* **Task input**
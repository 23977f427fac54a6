// ============================================================
// Layer 5 — Freeze Scheduler
// ============================================================
// Decides when the encoder starts receiving updates.
//
//   UnfrozenDisabled  nr_frozen_epochs <= 0, encoder trains from
//                     step 0 and the scheduler never acts
//   Frozen            encoder parameters get no updates
//   Unfrozen          terminal for the run
//
// Two triggers move Frozen → Unfrozen:
//   epoch check  start of epoch e:  e >= nr_frozen_epochs
//   step check   inside epoch floor(nr_frozen_epochs), once
//                step > epoch_total_steps × fractional part
//
// For 0 < n < 1 the step check fires inside epoch 0; for integer
// n only the epoch check can fire. keep_embeddings_frozen holds the
// embedding group out of every update, frozen or not.

#[derive(Debug, Clone, Copy, PartialEq, Eq)]
pub enum FreezeState {
    UnfrozenDisabled,
    Frozen,
    Unfrozen,
}

#[derive(Debug, Clone)]
pub struct FreezeScheduler {
    nr_frozen_epochs:       f64,
    keep_embeddings_frozen: bool,
    state:                  FreezeState,
}

impl FreezeScheduler {
    pub fn new(nr_frozen_epochs: f64, keep_embeddings_frozen: bool) -> Self {
        let state = if nr_frozen_epochs > 0.0 {
            FreezeState::Frozen
        } else {
            FreezeState::UnfrozenDisabled
        };
        Self { nr_frozen_epochs, keep_embeddings_frozen, state }
    }

    pub fn state(&self) -> FreezeState {
        self.state
    }

    pub fn is_frozen(&self) -> bool {
        self.state == FreezeState::Frozen
    }

    /// Whether the embedding parameters may be updated right now.
    pub fn embeddings_trainable(&self) -> bool {
        !self.is_frozen() && !self.keep_embeddings_frozen
    }

    /// Run before the steps of `epoch`. Returns true if this call unfroze
    /// the encoder.
    pub fn on_epoch_start(&mut self, epoch: usize) -> bool {
        if self.is_frozen() && epoch as f64 >= self.nr_frozen_epochs {
            self.unfreeze();
            return true;
        }
        false
    }

    /// Run inside every training step. `step` is the batch index within
    /// the epoch. Returns true if this call unfroze the encoder.
    pub fn on_train_step(&mut self, epoch: usize, step: usize, epoch_total_steps: usize) -> bool {
        if !self.is_frozen() {
            return false;
        }
        let whole    = self.nr_frozen_epochs.floor();
        let fraction = self.nr_frozen_epochs - whole;
        if fraction > 0.0
            && epoch as f64 == whole
            && step as f64 > epoch_total_steps as f64 * fraction
        {
            self.unfreeze();
            return true;
        }
        false
    }

    fn unfreeze(&mut self) {
        tracing::info!("Encoder model fine-tuning");
        self.state = FreezeState::Unfrozen;
    }
}
// ============================================================
// Layer 2 — TrainUseCase
// ============================================================
// Orchestrates a full training run in order:
//
//   Step 1: Read train / validation CSVs     (Layer 4 - data)
//   Step 2: Load or build tokenizer          (Layer 6 - infra)
//   Step 3: Encode samples, draw subset      (Layer 4 - data)
//   Step 4: Build model, seed encoder        (Layer 5 - ml)
//   Step 5: Save hparams + tokenizer         (Layer 6 - infra)
//   Step 6: Run training loop                (Layer 5 - ml)
//   Step 7: Export the trained encoder       (Layer 6 - infra)
//
// After step 7 the checkpoint directory holds encoder.mpk and
// tokenizer.json, so it can be named as `pretrained_model` of
// a later run.
//
// Reference: Burn Book §5 (Training)

use std::{path::PathBuf, sync::Arc};

use anyhow::{Context, Result};
use burn::tensor::backend::AutodiffBackend;

use crate::data::{dataset::SampleEncoder, reader::CsvSampleReader};
use crate::domain::hparams::HyperParams;
use crate::infra::{
    checkpoint::{load_pretrained_encoder, save_encoder, CheckpointManager},
    metrics::CsvLogSink,
    tokenizer_store::TokenizerStore,
};
use crate::ml::{
    model::{ReferencelessRegression, INPUT_FIELDS},
    trainer::{SampleSplits, Trainer, TrainerConfig},
};

// ─── TrainRequest ─────────────────────────────────────────────────────────────
#[derive(Debug, Clone)]
pub struct TrainRequest {
    pub hparams:        HyperParams,
    pub trainer:        TrainerConfig,
    pub checkpoint_dir: PathBuf,
}

// ─── TrainUseCase ─────────────────────────────────────────────────────────────
pub struct TrainUseCase<B: AutodiffBackend> {
    request: TrainRequest,
    device:  B::Device,
}

impl<B: AutodiffBackend> TrainUseCase<B> {
    pub fn new(request: TrainRequest, device: B::Device) -> Self {
        Self { request, device }
    }

    /// Execute the full training pipeline end to end.
    /// Returns the checkpoint directory.
    pub fn execute(&self) -> Result<PathBuf> {
        let hp  = &self.request.hparams;
        let cfg = &self.request.trainer;
        hp.validate()?;

        // ── Step 1: Read raw samples ──────────────────────────────────────────
        let splits = SampleSplits::read(&CsvSampleReader::default(), hp)?;

        // ── Step 2: Tokenizer ─────────────────────────────────────────────────
        // A pretrained model brings its own vocabulary; otherwise one is
        // built from the training texts (or reused from the checkpoint dir).
        let ckpt = CheckpointManager::new(&self.request.checkpoint_dir)?;
        let tokenizer = match &hp.pretrained_model {
            Some(dir) => {
                let tokenizer = TokenizerStore::new(dir).load()?;
                ckpt.tokenizer_store().save(&tokenizer)?;
                tokenizer
            }
            None => ckpt
                .tokenizer_store()
                .load_or_build(&splits.train_texts(INPUT_FIELDS), hp.encoder.vocab_size)?,
        };

        // ── Step 3: Encode ────────────────────────────────────────────────────
        let encoder = SampleEncoder::new(
            tokenizer, INPUT_FIELDS,
            hp.encoder.max_seq_len, hp.encoder.vocab_size, hp.encoder.pad_token_id,
        )?;
        let data = splits.encode(&encoder, cfg.seed)?;

        // ── Step 4: Model ─────────────────────────────────────────────────────
        let mut model = ReferencelessRegression::<B>::from_hparams(hp, &self.device)?;
        if let Some(dir) = &hp.pretrained_model {
            model.encoder = load_pretrained_encoder(model.encoder, &PathBuf::from(dir), &self.device)?;
        }
        tracing::info!(
            "Model ready: {} encoder layers, d_model={}, pool={}, layer={}",
            hp.encoder.num_layers, hp.encoder.d_model, hp.pool, hp.layer,
        );

        // ── Step 5: Persist what scoring needs ────────────────────────────────
        ckpt.save_hparams(hp)?;

        // ── Step 6: Train ─────────────────────────────────────────────────────
        let sink = Arc::new(CsvLogSink::new(ckpt.dir())?);
        tracing::info!("Logging metrics to '{}'", sink.csv_path().display());
        let mut trainer = Trainer::<B>::setup(hp.clone(), cfg.clone(), data, self.device.clone(), sink)?;
        let model = trainer
            .fit(model, Some(&ckpt))
            .context("Training failed")?;
        tracing::info!("{} optimizer steps taken", trainer.state().global_step);

        // ── Step 7: Export encoder ────────────────────────────────────────────
        save_encoder(&model.encoder, ckpt.dir())?;

        Ok(ckpt.dir().to_path_buf())
    }
}

// ─── Unit Tests ───────────────────────────────────────────────────────────────
#[cfg(test)]
mod tests {
    use super::*;
    use std::{fs, path::Path};

    use burn::backend::{Autodiff, NdArray};

    type TestAutodiff = Autodiff<NdArray>;

    fn write_csv(path: &Path, rows: usize) {
        let mut content = String::from("src,mt,score\n");
        let words = ["haus", "rot", "blau", "hund", "katze", "baum"];
        for i in 0..rows {
            let a = words[i % words.len()];
            let b = words[(i + 2) % words.len()];
            content.push_str(&format!("{a} {b},the {b} {a},{}\n", (i % 5) as f64 / 5.0));
        }
        fs::write(path, content).unwrap();
    }

    fn request(dir: &Path) -> TrainRequest {
        write_csv(&dir.join("train.csv"), 10);
        write_csv(&dir.join("dev.csv"), 4);
        TrainRequest {
            hparams: HyperParams {
                train_data:      Some(dir.join("train.csv")),
                validation_data: Some(dir.join("dev.csv")),
                ..HyperParams::tiny()
            },
            trainer: TrainerConfig { max_epochs: 1, seed: 1, num_devices: 1 },
            checkpoint_dir: dir.join("ckpt"),
        }
    }

    #[test]
    fn test_execute_writes_a_loadable_checkpoint() {
        let dir = tempfile::tempdir().unwrap();
        let out = TrainUseCase::<TestAutodiff>::new(request(dir.path()), Default::default())
            .execute()
            .unwrap();

        for file in [
            "hparams.json", "tokenizer.json", "latest_epoch.json",
            "model_epoch_1.mpk", "metrics.csv", "encoder.mpk",
        ] {
            assert!(out.join(file).exists(), "missing {file}");
        }
    }

    #[test]
    fn test_pretrained_encoder_and_tokenizer_are_used() {
        let dir = tempfile::tempdir().unwrap();
        let mut req = request(dir.path());

        let pretrained = dir.path().join("pretrained");
        let source = ReferencelessRegression::<NdArray>::from_hparams(&req.hparams, &Default::default()).unwrap();
        save_encoder(&source.encoder, &pretrained).unwrap();
        let tokenizer = crate::infra::tokenizer_store::build_word_level(&["haus hund".to_string()], 32).unwrap();
        TokenizerStore::new(&pretrained).save(&tokenizer).unwrap();
        req.hparams.pretrained_model = Some(pretrained.to_string_lossy().into_owned());

        let out = TrainUseCase::<TestAutodiff>::new(req, Default::default()).execute().unwrap();
        let copied = TokenizerStore::new(&out).load().unwrap();
        assert_eq!(copied.get_vocab_size(true), tokenizer.get_vocab_size(true));
    }

    #[test]
    fn test_missing_validation_path_fails_early() {
        let dir = tempfile::tempdir().unwrap();
        let mut req = request(dir.path());
        req.hparams.validation_data = None;
        let err = TrainUseCase::<TestAutodiff>::new(req, Default::default()).execute().unwrap_err();
        assert!(err.to_string().contains("validation_data"));
    }
}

* **What the task asks**
Please copy, without any change, the lines of the material from the first through the one containing "0; for integer". Write nothing else.

* **Answer for this exercise**
repository 23977f427fac54a6
// ============================================================
// Layer 5 — Freeze Scheduler
// ============================================================
// Decides when the encoder starts receiving updates.
//
//   UnfrozenDisabled  nr_frozen_epochs <= 0, encoder trains from
//                     step 0 and the scheduler never acts
//   Frozen            encoder parameters get no updates
//   Unfrozen          terminal for the run
//
// Two triggers move Frozen → Unfrozen:
//   epoch check  start of epoch e:  e >= nr_frozen_epochs
//   step check   inside epoch floor(nr_frozen_epochs), once
//                step > epoch_total_steps × fractional part
//
// For 0 < n < 1 the step check fires inside epoch 0; for integer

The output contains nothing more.